Der Marktschreier
MÜNCHEN - Der AZ-Chefreporter Matthias Maus über Guido Westerwelles Auftritt in Stuttgart
Selbstbewusst sollte die Rede von Guido Westerwelle sein. Das hatte er angekündigt, das hat er eingelöst. Und er hat ganz nebenbei bestätigt, dass alle Alarmglocken klingen müssen, wenn ein Politiker von sich und Selbstbewusstsein spricht.
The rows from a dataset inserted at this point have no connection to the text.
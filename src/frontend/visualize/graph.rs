//! Structs and functions concerned with generating graphs with Graphviz and DOT language.

use std::fmt::{self, Display};

/// A labeled graph that can be serialized to the DOT language. Nodes and
/// edges are kept as tables indexed by the caller's identifiers.
#[derive(Debug)]
pub struct Graph {
    name: String,
    pub is_directed: bool,
    nodes: Vec<Node>,
    edges: Vec<Edge>,
}

impl Graph {
    pub fn new(name: &str, is_directed: bool) -> Self {
        Graph {
            name: name.to_string(),
            is_directed,
            nodes: Vec::new(),
            edges: Vec::new(),
        }
    }

    pub fn add_node(&mut self, node: Node) {
        self.nodes.push(node);
    }

    pub fn add_edge(&mut self, edge: Edge) {
        self.edges.push(edge);
    }

    /// Copy every node and edge of `other` into this graph, keeping the
    /// original identifiers and attributes.
    pub fn merge(&mut self, other: Graph) {
        self.nodes.extend(other.nodes);
        self.edges.extend(other.edges);
    }

    /// True if a node with the given identifier is part of the graph.
    pub fn contains_node(&self, id: &str) -> bool {
        self.nodes.iter().any(|node| node.id == id)
    }

    pub fn nodes(&self) -> &[Node] {
        &self.nodes
    }

    pub fn edges(&self) -> &[Edge] {
        &self.edges
    }

    pub fn as_dot<W: fmt::Write>(&self, writer: &mut W) -> fmt::Result {
        write!(writer, "{}", self)
    }
}

impl Display for Graph {
    fn fmt(&self, f: &mut fmt::Formatter<'_>) -> fmt::Result {
        let graph_type = if self.is_directed {
            "digraph"
        } else {
            "graph"
        };
        writeln!(f, "{} {} {{", graph_type, &self.name)?;
        for node in self.nodes.iter() {
            writeln!(f, "\t{}", node)?;
        }
        for edge in self.edges.iter() {
            writeln!(f, "\t{}", edge)?;
        }
        write!(f, "}}")
    }
}

#[derive(Debug)]
pub struct Node {
    id: String,
    label: Option<String>,
    shape: Option<String>,
}

impl Node {
    pub fn new(id: &str, label: Option<&str>, shape: Option<&str>) -> Self {
        Self {
            id: id.to_string(),
            label: label.map(|x| x.to_string()),
            shape: shape.map(|x| x.to_string()),
        }
    }

    pub fn id(&self) -> &str {
        &self.id
    }

    pub fn label(&self) -> Option<&str> {
        self.label.as_deref()
    }

    pub fn shape(&self) -> Option<&str> {
        self.shape.as_deref()
    }
}

impl Display for Node {
    fn fmt(&self, f: &mut fmt::Formatter<'_>) -> fmt::Result {
        match (&self.label, &self.shape) {
            (Some(l), Some(s)) => write!(
                f,
                "{} [ label=\"{}\", shape=\"{}\" ];",
                self.id,
                escape_label(l),
                s
            ),
            (Some(l), None) => write!(f, "{} [ label=\"{}\" ];", self.id, escape_label(l)),
            (None, Some(s)) => write!(f, "{} [ shape=\"{}\" ];", self.id, s),
            (None, None) => write!(f, "{};", self.id),
        }
    }
}

#[derive(Debug)]
pub struct Edge {
    from: String,
    to: String,
    label: Option<String>,
    is_directed: bool,
}

impl Edge {
    pub fn new(from: &str, to: &str, is_directed: bool, label: Option<&str>) -> Self {
        Self {
            from: from.to_string(),
            to: to.to_string(),
            label: label.map(|x| x.to_string()),
            is_directed,
        }
    }

    pub fn from(&self) -> &str {
        &self.from
    }

    pub fn to(&self) -> &str {
        &self.to
    }

    pub fn label(&self) -> Option<&str> {
        self.label.as_deref()
    }
}

impl Display for Edge {
    fn fmt(&self, f: &mut fmt::Formatter<'_>) -> fmt::Result {
        let connector = if self.is_directed { "->" } else { "--" };
        match self.label {
            Some(ref l) => write!(
                f,
                "{} {} {} [ label=\"{}\" ];",
                self.from,
                connector,
                self.to,
                escape_label(l)
            ),
            None => write!(f, "{} {} {};", self.from, connector, self.to),
        }
    }
}

/// Escape embedded quotes so a label cannot break out of the DOT attribute
/// it is printed into. Backslashes pass through untouched since DOT gives
/// them meaning inside record labels.
fn escape_label(label: &str) -> String {
    label.replace('\"', "\\\"")
}
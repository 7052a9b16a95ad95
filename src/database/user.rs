use std::collections::HashMap;

use serde_json::{Map, Value};
use sqlx::PgPool;

use crate::auth::password::{hash_password_blocking, verify_password_blocking};
use crate::database::manager::DatabaseError;
use crate::database::models::{NewUser, User, UserDetail, UserWithPassword};
use crate::database::repository::Repository;
use crate::filter::FieldMap;

pub const USER_FIELDS: FieldMap = FieldMap::new(&[
    ("firstName", "first_name"),
    ("lastName", "last_name"),
    ("isAdmin", "is_admin"),
]);

const USER_COLUMNS: &str = "username, first_name, last_name, email, is_admin";

pub struct UserRepository {
    repo: Repository<User>,
}

impl UserRepository {
    pub fn new(pool: PgPool) -> Self {
        Self { repo: Repository::new("users", pool) }
    }

    /// `None` for an unknown user or a wrong password; callers must not tell them apart.
    pub async fn authenticate(&self, username: &str, password: &str) -> Result<Option<User>, DatabaseError> {
        let row = sqlx::query_as::<_, UserWithPassword>(&format!(
            "SELECT {}, password FROM users WHERE username = $1",
            USER_COLUMNS
        ))
        .bind(username)
        .fetch_optional(self.repo.pool())
        .await?;

        let Some(row) = row else {
            return Ok(None);
        };
        let valid = verify_password_blocking(password.to_string(), row.password).await?;
        Ok(valid.then_some(row.user))
    }

    pub async fn register(&self, data: &NewUser) -> Result<User, DatabaseError> {
        let existing = sqlx::query_scalar::<_, String>("SELECT username FROM users WHERE username = $1")
            .bind(&data.username)
            .fetch_optional(self.repo.pool())
            .await?;
        if existing.is_some() {
            return Err(DatabaseError::Duplicate(format!("Duplicate username: {}", data.username)));
        }

        let hashed = hash_password_blocking(data.password.clone()).await?;
        let user = sqlx::query_as::<_, User>(&format!(
            "INSERT INTO users (username, password, first_name, last_name, email, is_admin)
             VALUES ($1, $2, $3, $4, $5, $6)
             RETURNING {}",
            USER_COLUMNS
        ))
        .bind(&data.username)
        .bind(hashed)
        .bind(&data.first_name)
        .bind(&data.last_name)
        .bind(&data.email)
        .bind(data.is_admin)
        .fetch_one(self.repo.pool())
        .await?;

        tracing::info!("Registered user {}", user.username);
        Ok(user)
    }

    /// All users, each with the ids of the jobs they applied to.
    pub async fn find_all(&self) -> Result<Vec<UserDetail>, DatabaseError> {
        let users = sqlx::query_as::<_, User>(&format!(
            "SELECT {} FROM users ORDER BY username",
            USER_COLUMNS
        ))
        .fetch_all(self.repo.pool())
        .await?;

        let applications = sqlx::query_as::<_, (String, i32)>(
            "SELECT username, job_id FROM applications ORDER BY username, job_id",
        )
        .fetch_all(self.repo.pool())
        .await?;

        let mut jobs_by_user: HashMap<String, Vec<i32>> = HashMap::new();
        for (username, job_id) in applications {
            jobs_by_user.entry(username).or_default().push(job_id);
        }

        Ok(users
            .into_iter()
            .map(|user| {
                let jobs = jobs_by_user.remove(&user.username).unwrap_or_default();
                UserDetail { user, jobs }
            })
            .collect())
    }

    pub async fn get(&self, username: &str) -> Result<UserDetail, DatabaseError> {
        let user = sqlx::query_as::<_, User>(&format!(
            "SELECT {} FROM users WHERE username = $1",
            USER_COLUMNS
        ))
        .bind(username)
        .fetch_optional(self.repo.pool())
        .await?
        .ok_or_else(|| DatabaseError::NotFound(format!("No user: {}", username)))?;

        let jobs = sqlx::query_scalar::<_, i32>(
            "SELECT job_id FROM applications WHERE username = $1 ORDER BY job_id",
        )
        .bind(username)
        .fetch_all(self.repo.pool())
        .await?;

        Ok(UserDetail { user, jobs })
    }

    /// Partial update. A `password` key is re-hashed before it reaches the table.
    ///
    /// This can make a user an admin; callers decide who may send `isAdmin`.
    pub async fn update(&self, username: &str, data: &Map<String, Value>) -> Result<User, DatabaseError> {
        let mut data = data.clone();
        if let Some(Value::String(password)) = data.get("password") {
            let hashed = hash_password_blocking(password.clone()).await?;
            data.insert("password".to_string(), Value::String(hashed));
        }

        self.repo
            .update_returning(&data, &USER_FIELDS, "username", Value::from(username), USER_COLUMNS)
            .await?
            .ok_or_else(|| DatabaseError::NotFound(format!("No user: {}", username)))
    }

    pub async fn remove(&self, username: &str) -> Result<(), DatabaseError> {
        if !self.repo.delete_by_key("username", Value::from(username)).await? {
            return Err(DatabaseError::NotFound(format!("No user: {}", username)));
        }
        Ok(())
    }

    /// Records an application and returns the job id.
    pub async fn apply(&self, username: &str, job_id: i32) -> Result<i32, DatabaseError> {
        sqlx::query_scalar::<_, i32>(
            "INSERT INTO applications (username, job_id) VALUES ($1, $2) RETURNING job_id",
        )
        .bind(username)
        .bind(job_id)
        .fetch_one(self.repo.pool())
        .await
        .map_err(|e| {
            if let sqlx::Error::Database(db) = &e {
                if db.is_foreign_key_violation() {
                    return DatabaseError::NotFound(format!("No user {} or job {}", username, job_id));
                }
                if db.is_unique_violation() {
                    return DatabaseError::Duplicate(format!("{} already applied to job {}", username, job_id));
                }
            }
            DatabaseError::Sqlx(e)
        })
    }
}

#[cfg(test)]
mod tests {
    use super::*;
    use crate::filter::FilterUpdate;
    use serde_json::json;

    #[test]
    fn user_update_maps_names_and_admin_flag() {
        let data = json!({ "firstName": "Aliya", "isAdmin": true, "email": "a@b.com" });
        let fragment = FilterUpdate::generate(data.as_object().unwrap(), &USER_FIELDS).unwrap();

        assert_eq!(fragment.clause, "\"first_name\"=$1, \"is_admin\"=$2, \"email\"=$3");
        assert_eq!(fragment.params, vec![json!("Aliya"), json!(true), json!("a@b.com")]);
    }
}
Selbstbewusst heißt bei Menschen, denen das Ego nicht zu klein geraten ist – dazu gehört Westerwelle allemal –, meist etwas ganz anderes als Selbstkritik. Tatsächlich ist diese Tugend aber dringend vonnöten, wenn etwas schief gelaufen ist und wenn das ungetrübte Selbstbewusstsein just in diesen Schlamassel geführt hat. Doch was macht der Außenminister? Lobt sich, rühmt sich. Als sei er vor einem Jahr bei vier Prozent gestartet und jetzt bei 14 Prozent gelandet, und nicht umgekehrt. Ein Einziges sieht der Vorsitzende als verbesserungswürdig an: Dass „nur die FDP die Partei der Freiheit“ sei, das sei nicht deutlich geworden. Das will er ändern. Der Parteichef sorgt sich umdie Wahrnehmung eines Slogans – wie ein Werbetexter. Der Vizekanzler, einer der wichtigsten Politiker, zu dessen Handwerkszeug Augenmaß und politische Urteilskraft zwingend gehören muss, führt sich auf wie ein Marktschreier.
Nein, Westerwelle hat keine falschen Schlüsse aus seiner verheerenden Situation gezogen. Es ist viel schlimmer: Er bekämpft seine Krise, indem er sie nicht wahrnimmt. Realitätsflucht nennt man so was.